Task to carry out - Please retype all the data below exactly, line for line.

(Stored data)
■ ■ ■ ■
//! Common traits and constants for OPL3 register-level synthesis.
//!
//! This crate provides the chip-facing abstraction shared by the voice/register
//! core (`opl3`) and the tools built on top of it.
//!
//! # Traits
//!
//! - [`Opl3Backend`] - register-addressable chip that produces stereo frames
//!
//! # Example
//!
//! ```ignore
//! use opl3_common::Opl3Backend;
//!
//! fn key_on_a4<B: Opl3Backend>(chip: &mut B) {
//!     chip.write_register(0x0A0, 0x8D); // F-number low, channel 0
//!     chip.write_register(0x0B0, 0x32); // key on, block 4, F-number high
//!     let (left, right) = chip.generate();
//! }
//! ```

#![warn(missing_docs)]

mod backend;
pub mod util;

pub use backend::Opl3Backend;
pub use util::{bank_of_channel, sample_to_f32, slot_of_channel};

// ============================================================================
// Common Constants
// ============================================================================

/// Standard audio sample rate (44.1 kHz CD quality).
pub const DEFAULT_SAMPLE_RATE: f32 = 44_100.0;

/// Number of two-operator channels on the chip.
pub const CHANNEL_COUNT: usize = 18;

/// Operators per channel (modulator + carrier).
pub const OPERATORS_PER_CHANNEL: usize = 2;

/// Total number of operators addressed by the register layer.
pub const OPERATOR_COUNT: usize = CHANNEL_COUNT * OPERATORS_PER_CHANNEL;

/// Number of channels addressed through one register bank.
pub const CHANNELS_PER_BANK: usize = 9;

/// Number of register banks (bank 1 is selected by bit 8 of the address).
pub const BANK_COUNT: usize = 2;

/// Size of the polyphonic voice pool; voice slot `n` drives channel `n`.
pub const MAX_VOICES: usize = 16;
■ ■ ■ ■
Your response -
//! Common traits and constants for OPL3 register-level synthesis.
//!
//! This crate provides the chip-facing abstraction shared by the voice/register
//! core (`opl3`) and the tools built on top of it.
//!
//! # Traits
//!
//! - [`Opl3Backend`] - register-addressable chip that produces stereo frames
//!
//! # Example
//!
//! ```ignore
//! use opl3_common::Opl3Backend;
//!
//! fn key_on_a4<B: Opl3Backend>(chip: &mut B) {
//!     chip.write_register(0x0A0, 0x8D); // F-number low, channel 0
//!     chip.write_register(0x0B0, 0x32); // key on, block 4, F-number high
//!     let (left, right) = chip.generate();
//! }
//! ```

#![warn(missing_docs)]

mod backend;
pub mod util;

pub use backend::Opl3Backend;
pub use util::{bank_of_channel, sample_to_f32, slot_of_channel};

// ============================================================================
// Common Constants
// ============================================================================

/// Standard audio sample rate (44.1 kHz CD quality).
pub const DEFAULT_SAMPLE_RATE: f32 = 44_100.0;

/// Number of two-operator channels on the chip.
pub const CHANNEL_COUNT: usize = 18;

/// Operators per channel (modulator + carrier).
pub const OPERATORS_PER_CHANNEL: usize = 2;

/// Total number of operators addressed by the register layer.
pub const OPERATOR_COUNT: usize = CHANNEL_COUNT * OPERATORS_PER_CHANNEL;

/// Number of channels addressed through one register bank.
pub const CHANNELS_PER_BANK: usize = 9;

/// Number of register banks (bank 1 is selected by bit 8 of the address).
pub const BANK_COUNT: usize = 2;

/// Size of the polyphonic voice pool; voice slot `n` drives channel `n`.
pub const MAX_VOICES: usize = 16;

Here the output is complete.